By 1994, Fox was reaching new heights from gaining broadcast rights of the NFL's National Football Conference from CBS. However, KOCR's coverage area was not nearly as large as those of the other Eastern Iowa stations, so it sold local NFC rights to KGAN. Around this time, the station's long standing financial difficulties came to a head as the electricity was disconnected due to unpaid bills. The station then continued to broadcast thanks to a backup generator. On October 6, 1994, KOCR went off the air after being evicted from their offices due to unpaid rent. At the time of the eviction, more than $45,000 was owed to IES Utilities and nearly $100,000 was owed in back rent. After this, cable systems in Cedar Rapids and Iowa City carried Foxnet (which was already being carried in Dubuque) as an interim measure.

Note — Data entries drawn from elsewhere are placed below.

use crate::error::ExtractError;
use crate::extractor::TextBackend;

/// Text backend built on lopdf's page text extraction.
#[derive(Debug, Default, Clone, Copy)]
pub struct LopdfBackend;

impl LopdfBackend {
    pub fn new() -> Self {
        Self
    }
}

impl TextBackend for LopdfBackend {
    fn extract_text(&self, bytes: &[u8]) -> Result<String, ExtractError> {
        let _span = tracing::debug_span!("extractor.pdf", bytes = bytes.len()).entered();

        let doc =
            lopdf::Document::load_mem(bytes).map_err(|e| ExtractError::PdfLoad(e.to_string()))?;

        let pages = doc.get_pages();
        if pages.is_empty() {
            return Err(ExtractError::TextExtraction(
                "document has no pages".to_string(),
            ));
        }

        let mut text = String::new();
        let mut failed_pages = 0usize;

        for page_num in pages.keys() {
            match doc.extract_text(&[*page_num]) {
                Ok(page_text) => {
                    text.push_str(&page_text);
                    text.push('\n');
                }
                Err(e) => {
                    failed_pages += 1;
                    tracing::debug!("Page {} text extraction failed: {}", page_num, e);
                }
            }
        }

        if failed_pages == pages.len() {
            return Err(ExtractError::TextExtraction(format!(
                "no readable text on any of {} page(s)",
                pages.len()
            )));
        }

        Ok(text)
    }
}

In 1995, the station was purchased by current owner Second Generation of Iowa for $1.25 million and returned to the air that August 13 under its current calls, KFXA. After the company took possession of the station, it entered into a local marketing agreement (LMA) with KDUB-TV in Dubuque which operated on UHF channel 40 as the ABC affiliate for the eastern part of the market. That station's call letters were changed to KFXB-TV, and it was converted into a semi-satellite of KFXA, serving as the Fox affiliate for the eastern portion of the market. The two stations were then branded together as "Fox 28 & 40". The LMA lasted until 2004 when Dubuque TV Limited Partnership sold KFXB to the Christian Television Network, making KFXA the sole Fox outlet for Northeastern Iowa.

Eventually after establishing an operational outsourcing agreement with the Sinclair Broadcast Group (owner of KGAN), Second Generation merged internal operations of KFXA into KGAN's studios. On February 1, 2008, Sinclair announced it would attempt to purchase KFXA outright for $19 million. The announcement was only partially true since the Sinclair press release only mentioned the company had acquired the non-license assets of KFXA, but holds the option to buy KFXA's license under a "failed station" waiver (which Sinclair has yet to exercise as of January 2012). Officially, Second Generation of Iowa continues to own KFXA's license but all of its operations are now outsourced to KGAN. KFXA has been digital-only since February 17, 2009.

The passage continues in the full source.